Since re-opening in 2010 It has been my intention to harness the “can-do” spirit of Cabaret Futura and relaunch it, thirty years later, as a once-a-month meeting place for artists, performers, writers and free thinkers.  Rather than being simply a music club or a comedy club, Cabaret Futura features talks, lectures, interviews and short films, as well as performances and uncategorisable entertainments. A typical evening lasts 2-3 hours, on a Monday night, in a convivial atmosphere- tables and chairs, drinks and conversation. It is be a place to network, to be inspired, and to relax.
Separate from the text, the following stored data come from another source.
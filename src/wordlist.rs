// src/wordlist.rs
// =============================================================================
// Loads the wordlist: one word per line.
//
// Lines are taken as-is. Only the line terminator ("\n" or "\r\n") is
// stripped; blank lines stay in the list as empty words and duplicates are
// kept, so every line becomes exactly one target.
//
// Wordlists are not always UTF-8 (Latin-1 entries are common). Bytes that
// are not valid UTF-8 are percent-encoded, so the request still carries the
// original byte values instead of failing the whole load.
// =============================================================================

use crate::error::ScanError;
use std::fs::File;
use std::io::{BufRead, BufReader};
use std::path::Path;

// Reads every line of the file at `path` into a Vec
pub fn load_wordlist(path: &Path) -> Result<Vec<String>, ScanError> {
    let wrap = |source| ScanError::Wordlist {
        path: path.to_path_buf(),
        source,
    };

    let mut reader = BufReader::new(File::open(path).map_err(wrap)?);
    let mut words = Vec::new();
    let mut line = Vec::new();

    loop {
        line.clear();
        if reader.read_until(b'\n', &mut line).map_err(wrap)? == 0 {
            break;
        }
        if line.last() == Some(&b'\n') {
            line.pop();
            if line.last() == Some(&b'\r') {
                line.pop();
            }
        }
        words.push(decode_word(&line));
    }

    Ok(words)
}

// Valid UTF-8 passes through unchanged, every invalid byte becomes %XX
fn decode_word(mut bytes: &[u8]) -> String {
    let mut word = String::with_capacity(bytes.len());
    loop {
        match std::str::from_utf8(bytes) {
            Ok(valid) => {
                word.push_str(valid);
                return word;
            }
            Err(e) => {
                let (valid, rest) = bytes.split_at(e.valid_up_to());
                word.push_str(std::str::from_utf8(valid).unwrap_or_default());

                let invalid = e.error_len().unwrap_or(rest.len());
                for byte in &rest[..invalid] {
                    word.push_str(&format!("%{:02X}", byte));
                }
                bytes = &rest[invalid..];
            }
        }
    }
}
// src/engine/jobs.rs
// =============================================================================
// The job source: turns the wordlist into target URLs and feeds the queue.
//
// The queue is bounded, so `send().await` suspends us whenever the workers
// are busy. We never get more than `capacity` targets ahead of them, no
// matter how long the wordlist is.
// =============================================================================

use async_channel::Sender;
use tracing::{debug, trace};

/// The token replaced by every word of the wordlist
pub const PLACEHOLDER: &str = "FUZZ";

/// Replaces every occurrence of the placeholder with `word`
///
/// A template without the placeholder comes back unchanged.
pub fn build_target(template: &str, word: &str) -> String {
    template.replace(PLACEHOLDER, word)
}

// Publishes one target per word, in wordlist order, then closes the queue
//
// Closing only stops new sends; targets already queued are still handed
// out, and workers see the end of the queue once it is drained.
pub async fn feed(template: String, words: Vec<String>, queue: Sender<String>) {
    let total = words.len();
    let mut sent = 0;

    for word in &words {
        let target = build_target(&template, word);
        trace!(%target, "queueing target");

        // Err means every worker is gone, nobody can take the rest
        if queue.send(target).await.is_err() {
            break;
        }
        sent += 1;
    }

    queue.close();
    debug!(sent, total, "job queue closed");
}

#[cfg(test)]
mod tests {
    use super::*;

    #[test]
    fn test_build_target_replaces_placeholder() {
        assert_eq!(
            build_target("http://x.test/FUZZ", "admin"),
            "http://x.test/admin"
        );
    }

    #[test]
    fn test_build_target_replaces_every_occurrence() {
        assert_eq!(
            build_target("http://FUZZ.x.test/FUZZ.php?q=FUZZ", "api"),
            "http://api.x.test/api.php?q=api"
        );
    }

    #[test]
    fn test_build_target_without_placeholder_is_literal() {
        assert_eq!(build_target("http://x.test/", "admin"), "http://x.test/");
    }

    #[test]
    fn test_build_target_is_case_sensitive() {
        assert_eq!(build_target("http://x.test/fuzz", "admin"), "http://x.test/fuzz");
    }

    #[tokio::test]
    async fn test_feed_preserves_order_and_duplicates() {
        let words: Vec<String> = ["a", "b", "a", "c"].iter().map(|w| w.to_string()).collect();
        let (tx, rx) = async_channel::bounded(16);

        feed("http://x.test/FUZZ".to_string(), words, tx).await;

        let mut targets = Vec::new();
        while let Ok(target) = rx.recv().await {
            targets.push(target);
        }
        assert_eq!(
            targets,
            vec![
                "http://x.test/a",
                "http://x.test/b",
                "http://x.test/a",
                "http://x.test/c",
            ]
        );
    }

    #[tokio::test]
    async fn test_feed_empty_wordlist_closes_immediately() {
        let (tx, rx) = async_channel::bounded::<String>(4);

        feed("http://x.test/FUZZ".to_string(), Vec::new(), tx).await;

        assert!(rx.is_closed());
        assert!(rx.recv().await.is_err());
    }

    #[tokio::test]
    async fn test_feed_blocks_when_queue_is_full() {
        let words: Vec<String> = (0..5).map(|i| i.to_string()).collect();
        let (tx, rx) = async_channel::bounded(2);

        let producer = tokio::spawn(feed("http://x.test/FUZZ".to_string(), words, tx));

        // Give the producer every chance to run ahead
        for _ in 0..10 {
            tokio::task::yield_now().await;
        }
        assert_eq!(rx.len(), 2);
        assert!(!producer.is_finished());

        let mut received = 0;
        while rx.recv().await.is_ok() {
            received += 1;
        }
        producer.await.unwrap();
        assert_eq!(received, 5);
    }

    #[tokio::test]
    async fn test_feed_stops_when_consumers_are_gone() {
        let words: Vec<String> = (0..5).map(|i| i.to_string()).collect();
        let (tx, rx) = async_channel::bounded(1);
        drop(rx);

        // Must return instead of waiting forever on a full queue
        feed("http://x.test/FUZZ".to_string(), words, tx).await;
    }
}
My guests have included artists and performers from across wide spectrum of disciplines….music from Michael Nyman and Ed Harcourt and Sarah Jane Morris, poetry from Kate Tempest and Jeremy Reed, interviews with novelists Rupert Thomson, Stella Duffy and ex-Spandau Ballet founder, the actor/musician Gary Kemp. Artists such as Richard Wilson, Liliane Lijn, Gavin Turk and Anne Bean have created special performances for us, and filmmakers Rudi Buitendach and Sam Fisher have delighted with short films.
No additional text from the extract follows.